Move gently and often. The vestibular stimulation that your baby will be getting is crucial for the development of the brain, muscle tone, posture, balance and knowing which way is down.
Many of us have very inactive lifestyles today and it’s increasing the number of babies who are born with low muscle tone. So my advice here is to prioritise regular movement not only for your own health but also for that of your baby.
3. Vaginal Delivery
Primitive reflexes are typically mature by thirty-seven weeks gestation. Yet it’s the deep pressure of contractions and the even deeper pressure of moving through the birth canal which activates these reflexes fully for their role outside of the womb.
Having a cesarean is absolutely essential at times. However, it’s important to know that being born in this way does increase the likelihood of the child’s primitive reflexes staying longer than they’re welcome.
With the deep pressure missed, a baby born via cesarean will need plenty of freedom to move, tummy time and sensory exploration in the first year of life. These early experiences are of course recommended for all babies, however they are especially important following a cesarean. Their role is to firstly help the reflexes reach the stage of full maturity (as would usually happen at birth), before the process of integration can then begin.

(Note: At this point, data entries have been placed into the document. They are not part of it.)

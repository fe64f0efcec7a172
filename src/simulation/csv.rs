// src/simulation/csv.rs

use std::fs::File;
use std::io::{Read, Write};
use std::path::Path;

use csv::{Reader, ReaderBuilder, StringRecord, Terminator, Trim, Writer, WriterBuilder};
use tracing::{info, warn};

use crate::simulation::error::MalformedRecord;
use crate::simulation::{SimulationError, Trajectory, TrajectoryRecord, TrajectorySink};

/// CSV のヘッダー行
pub const CSV_HEADER: [&str; 3] = ["t", "x", "y"];

/// 小数点以下6桁の固定小数点表記
fn format_field(value: f64) -> String {
    format!("{:.6}", value)
}

/// 軌道を CSV として書き出す書き込み先
pub struct CsvSink<W: Write> {
    writer: Writer<W>,
}

impl CsvSink<File> {
    /// ファイルを作成してヘッダーを書き込む
    pub fn create<P: AsRef<Path>>(path: P) -> Result<Self, SimulationError> {
        let path = path.as_ref();
        let file = File::create(path).map_err(|source| SimulationError::SinkUnavailable {
            path: path.display().to_string(),
            source,
        })?;
        Self::from_writer(file)
    }
}

impl<W: Write> CsvSink<W> {
    pub fn from_writer(inner: W) -> Result<Self, SimulationError> {
        let mut writer = WriterBuilder::new()
            .has_headers(false)
            .terminator(Terminator::Any(b'\n'))
            .from_writer(inner);
        writer.write_record(CSV_HEADER)?;
        Ok(CsvSink { writer })
    }

    /// 内部の書き込み先を取り出す（バッファはフラッシュされる）
    pub fn into_inner(self) -> Result<W, SimulationError> {
        self.writer
            .into_inner()
            .map_err(|err| SimulationError::SinkWrite(err.into_error().into()))
    }
}

impl<W: Write> TrajectorySink for CsvSink<W> {
    fn write_record(&mut self, record: &TrajectoryRecord) -> Result<(), SimulationError> {
        self.writer.write_record([
            format_field(record.t),
            format_field(record.x),
            format_field(record.y),
        ])?;
        Ok(())
    }

    fn finish(&mut self) -> Result<(), SimulationError> {
        self.writer.flush().map_err(csv::Error::from)?;
        Ok(())
    }
}

/// CSV から軌道レコードを順に読み出す
///
/// 先頭行はヘッダーとして読み飛ばす。3つの実数として解釈できない
/// レコードに出会った時点で読み込みを終了し、それまでのレコードは有効とする。
pub struct CsvSource<R: Read> {
    reader: Reader<R>,
    record: StringRecord,
    malformed: Option<MalformedRecord>,
    done: bool,
    origin: String, // ログ用の読み出し元名
}

impl CsvSource<File> {
    pub fn open<P: AsRef<Path>>(path: P) -> Result<Self, SimulationError> {
        let path = path.as_ref();
        let file = File::open(path).map_err(|source| SimulationError::SourceUnavailable {
            path: path.display().to_string(),
            source,
        })?;
        let mut source = Self::from_reader(file);
        source.origin = path.display().to_string();
        Ok(source)
    }
}

impl<R: Read> CsvSource<R> {
    pub fn from_reader(inner: R) -> Self {
        let reader = ReaderBuilder::new()
            .has_headers(true)
            .flexible(true)
            .trim(Trim::All)
            .from_reader(inner);
        CsvSource {
            reader,
            record: StringRecord::new(),
            malformed: None,
            done: false,
            origin: String::from("<reader>"),
        }
    }

    /// 読み込みを打ち切った不正レコード
    pub fn malformed(&self) -> Option<&MalformedRecord> {
        self.malformed.as_ref()
    }

    /// 不正レコードを記録して読み込みを終了する
    fn stop(&mut self, line: u64, reason: String) -> Option<TrajectoryRecord> {
        let malformed = MalformedRecord { line, reason };
        warn!(source = %self.origin, "stopped reading trajectory: {}", malformed);
        self.done = true;
        self.malformed = Some(malformed);
        None
    }
}

fn parse_record(record: &StringRecord) -> Result<TrajectoryRecord, String> {
    if record.len() != 3 {
        return Err(format!("expected 3 fields, found {}", record.len()));
    }
    let field = |i: usize| {
        record[i]
            .parse::<f64>()
            .map_err(|err| format!("field {} ({:?}): {}", CSV_HEADER[i], &record[i], err))
    };
    Ok(TrajectoryRecord {
        t: field(0)?,
        x: field(1)?,
        y: field(2)?,
    })
}

impl<R: Read> Iterator for CsvSource<R> {
    type Item = TrajectoryRecord;

    fn next(&mut self) -> Option<TrajectoryRecord> {
        if self.done {
            return None;
        }
        let line = self.reader.position().line();
        match self.reader.read_record(&mut self.record) {
            Ok(false) => {
                self.done = true;
                None
            }
            Ok(true) => {
                let line = self.record.position().map_or(line, |pos| pos.line());
                match parse_record(&self.record) {
                    Ok(record) => Some(record),
                    Err(reason) => self.stop(line, reason),
                }
            }
            Err(err) => self.stop(line, err.to_string()),
        }
    }
}

/// 軌道全体をファイルへ書き出す
pub fn write_trajectory<P: AsRef<Path>>(
    path: P,
    trajectory: &[TrajectoryRecord],
) -> Result<(), SimulationError> {
    let mut sink = CsvSink::create(&path)?;
    for record in trajectory {
        sink.write_record(record)?;
    }
    sink.finish()?;
    info!(records = trajectory.len(), path = %path.as_ref().display(), "trajectory written");
    Ok(())
}

/// ファイルから軌道を読み込む
///
/// 不正レコードで読み込みが終了した場合は、それまでのレコードを返す。
pub fn read_trajectory<P: AsRef<Path>>(path: P) -> Result<Trajectory, SimulationError> {
    let source = CsvSource::open(&path)?;
    let trajectory: Trajectory = source.collect();
    info!(records = trajectory.len(), path = %path.as_ref().display(), "trajectory read");
    Ok(trajectory)
}

#[cfg(test)]
mod tests {
    use super::*;
    use approx::assert_relative_eq;
    use tempfile::tempdir;

    fn write_to_string(records: &[TrajectoryRecord]) -> String {
        let mut sink = CsvSink::from_writer(Vec::new()).unwrap();
        for record in records {
            sink.write_record(record).unwrap();
        }
        sink.finish().unwrap();
        String::from_utf8(sink.into_inner().unwrap()).unwrap()
    }

    #[test]
    fn test_csv_format() {
        let text = write_to_string(&[
            TrajectoryRecord { t: 0.0, x: 10.0, y: 5.0 },
            TrajectoryRecord { t: 0.01, x: 9.851234567, y: 0.0000004 },
        ]);
        assert_eq!(
            text,
            "t,x,y\n0.000000,10.000000,5.000000\n0.010000,9.851235,0.000000\n"
        );
    }

    #[test]
    fn test_header_only_for_empty_trajectory() {
        assert_eq!(write_to_string(&[]), "t,x,y\n");
    }

    #[test]
    fn test_csv_round_trip() {
        let dir = tempdir().unwrap();
        let path = dir.path().join("trajectory.csv");
        let records = vec![
            TrajectoryRecord { t: 0.0, x: 10.0, y: 5.0 },
            TrajectoryRecord { t: 0.5, x: 3.1415926535, y: 2.7182818284 },
            TrajectoryRecord { t: 1.0, x: 0.1234564, y: 123456.789 },
        ];

        write_trajectory(&path, &records).unwrap();
        let loaded = read_trajectory(&path).unwrap();

        assert_eq!(loaded.len(), records.len());
        for (original, read) in records.iter().zip(&loaded) {
            assert_relative_eq!(original.t, read.t, epsilon = 5e-7);
            assert_relative_eq!(original.x, read.x, epsilon = 5e-7);
            assert_relative_eq!(original.y, read.y, epsilon = 5e-7);
        }
    }

    #[test]
    fn test_integrated_run_survives_file_round_trip() {
        use crate::config::{ModelParameters, SimulationConfig};
        use crate::simulation::framework::{integrate, integrate_into};

        let dir = tempdir().unwrap();
        let model = ModelParameters { a: 1.0, b: 0.5, c: 0.75, d: 0.25 };
        let sim = SimulationConfig {
            x0: 10.0,
            y0: 5.0,
            h: 0.01,
            t_max: 20.0,
            output: dir.path().join("lotka_volterra_results.csv"),
        };

        let mut sink = CsvSink::create(&sim.output).unwrap();
        let count = integrate_into(&model, &sim, &mut sink).unwrap();
        drop(sink);

        let in_memory = integrate(&model, &sim).unwrap();
        let loaded = read_trajectory(&sim.output).unwrap();
        assert_eq!(loaded.len(), count);
        assert_eq!(loaded.len(), in_memory.len());
        for (expected, read) in in_memory.iter().zip(&loaded) {
            assert_relative_eq!(expected.x, read.x, epsilon = 5e-7);
            assert_relative_eq!(expected.y, read.y, epsilon = 5e-7);
        }
    }

    #[test]
    fn test_malformed_record_stops_reading() {
        let text = "t,x,y\n0.0,1.0,2.0\n0.1,abc,3.0\n0.2,4.0,5.0\n";
        let mut source = CsvSource::from_reader(text.as_bytes());
        let records: Vec<_> = source.by_ref().collect();

        assert_eq!(records, vec![TrajectoryRecord { t: 0.0, x: 1.0, y: 2.0 }]);
        let malformed = source.malformed().unwrap();
        assert_eq!(malformed.line, 3);
        assert!(malformed.reason.contains("field x"));
        assert_eq!(source.next(), None);
    }

    /// ログ出力を取り込むための書き込み先
    #[derive(Clone, Default)]
    struct CapturedLog(std::sync::Arc<std::sync::Mutex<Vec<u8>>>);

    impl Write for CapturedLog {
        fn write(&mut self, buf: &[u8]) -> std::io::Result<usize> {
            self.0.lock().unwrap().extend_from_slice(buf);
            Ok(buf.len())
        }

        fn flush(&mut self) -> std::io::Result<()> {
            Ok(())
        }
    }

    #[test]
    fn test_malformed_record_is_logged_by_every_consumer() {
        let log = CapturedLog::default();
        let writer = log.clone();
        let subscriber = tracing_subscriber::fmt()
            .with_writer(move || writer.clone())
            .with_ansi(false)
            .finish();

        let text = "t,x,y\n0.0,1.0,2.0\n0.1,abc,3.0\n";
        let records: Vec<_> = tracing::subscriber::with_default(subscriber, || {
            CsvSource::from_reader(text.as_bytes()).collect()
        });

        assert_eq!(records.len(), 1);
        let output = String::from_utf8(log.0.lock().unwrap().clone()).unwrap();
        assert!(output.contains("WARN"), "log = {}", output);
        assert!(output.contains("malformed record at line 3"), "log = {}", output);
    }

    #[test]
    fn test_short_record_stops_reading() {
        let text = "t,x,y\n0.0,1.0,2.0\n0.1,2.0,3.0\n0.2,4.0\n";
        let mut source = CsvSource::from_reader(text.as_bytes());
        let records: Vec<_> = source.by_ref().collect();

        assert_eq!(records.len(), 2);
        assert!(source.malformed().unwrap().reason.contains("expected 3 fields"));
    }

    #[test]
    fn test_well_formed_source_has_no_malformed_record() {
        let text = "t,x,y\n0.000000,1.000000,2.000000\n";
        let mut source = CsvSource::from_reader(text.as_bytes());
        assert_eq!(source.by_ref().count(), 1);
        assert!(source.malformed().is_none());
    }

    #[test]
    fn test_missing_source() {
        let dir = tempdir().unwrap();
        let result = read_trajectory(dir.path().join("missing.csv"));
        assert!(matches!(result, Err(SimulationError::SourceUnavailable { .. })));
    }

    #[test]
    fn test_unwritable_sink() {
        let dir = tempdir().unwrap();
        let result = CsvSink::create(dir.path().join("no_such_dir").join("out.csv"));
        assert!(matches!(result, Err(SimulationError::SinkUnavailable { .. })));
    }
}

Fast births are similar. The baby does experience the deep pressure of contractions but not for an extended period of time.

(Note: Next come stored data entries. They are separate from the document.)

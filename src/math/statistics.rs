// src/math/statistics.rs

/// 時系列の記述統計量
#[derive(Debug, Clone, Copy, PartialEq)]
pub struct SeriesSummary {
    pub min: f64,
    pub max: f64,
    pub mean: f64,       // 標本平均（時間重み付けなし）
    pub amplitude: f64,  // (max - min) / 2
}

/// 時系列の最小・最大・平均・振幅を計算する
///
/// 最小・最大は先頭要素で初期化して一回の走査で求める。
///
/// # 戻り値
/// - 空の系列の場合は `None`
pub fn summarize<I>(values: I) -> Option<SeriesSummary>
where
    I: IntoIterator<Item = f64>,
{
    let mut values = values.into_iter();
    let first = values.next()?;

    let (mut min, mut max, mut sum, mut count) = (first, first, first, 1usize);
    for value in values {
        if value > max {
            max = value;
        }
        if value < min {
            min = value;
        }
        sum += value;
        count += 1;
    }

    Some(SeriesSummary {
        min,
        max,
        mean: sum / count as f64,
        amplitude: (max - min) / 2.0,
    })
}

/// 局所ピーク判定（両隣より厳密に大きい）
///
/// 端点と平坦部はピークとみなさない。
pub fn is_local_peak(values: &[f64], i: usize) -> bool {
    i > 0 && i + 1 < values.len() && values[i] > values[i - 1] && values[i] > values[i + 1]
}

/// 最初の2つの局所ピーク間の時間差
///
/// 2つ目のピークが見つかった時点で走査を打ち切る。
///
/// # 引数
/// - `times`: 各サンプルの時刻
/// - `values`: サンプル値（`times` と同じ長さ）
///
/// # 戻り値
/// - ピークが2つ未満の場合は `None`
pub fn first_peak_interval(times: &[f64], values: &[f64]) -> Option<f64> {
    let n = values.len().min(times.len());
    let mut first_peak: Option<usize> = None;

    for i in 1..n.saturating_sub(1) {
        if !is_local_peak(&values[..n], i) {
            continue;
        }
        match first_peak {
            None => first_peak = Some(i),
            Some(first) => return Some(times[i] - times[first]),
        }
    }
    None
}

4. Avoid Birth Intervention
Have you heard the term, ‘cascade of intervention’? It refers to the flow on effect that women may unknowingly sign up to when the natural process of birth is manipulated. Those who are induced for example, are statistically more likely to have a cesarean. And likewise, those who have an epidural close to transition are more likely to need forceps or ventouse extraction to help push out their baby.
Forceps and ventouse are often necessary by the time they are used, with a mother who has tired or a baby who is in distress. However they do alter a baby’s structural alignment significantly, which in turn affects the brain-body connection. An Osteopath or Chiropractor can help with this soon after birth.
A Cesarean delivery, as already discussed, skips that deep pressure that a baby would usually get during birth. Recent research also points towards a correlation with reduced gut health and immunity, due to missing the ‘first meal’ of antibodies from the mother during the birth. ‘Microbirth’ is a powerful documentary which delves into this topic in much more detail.
Often birth intervention is not a choice. However sometimes that first decision is. Know your rights when you head into the birthing centre or labour ward, or take someone who does. It’s that which can make all of the difference.
Take a deep breath.
If your pregnancy or birth weren’t ideal, here’s a few simple ideas to minimise the impact:
Give your baby plenty of unrestricted movement time on the floor, including on the tummy. (Here are some practical ideas for getting started.)
Deep pressure massage is ideal for those who missed the deep pressure of a vagical delivery (or who zoomed out with a quick birth).
Get your baby’s structural alignment on track through the support of an osteopath or pediatric chiropractor. This is ideal following any birth but particularly a forceps or ventouse delivery.
Begin a simple home movement program that can be added into playtimes or nappy changes. Rhythmic Movement Training is a beautiful modality for this purpose.
Every situation is unique
My own pregnancies and births weren’t ideal -far from it. Knowing this information can’t guarantee everything will go smoothly. But it may help you in making informed decisions once your baby is safely in your arms.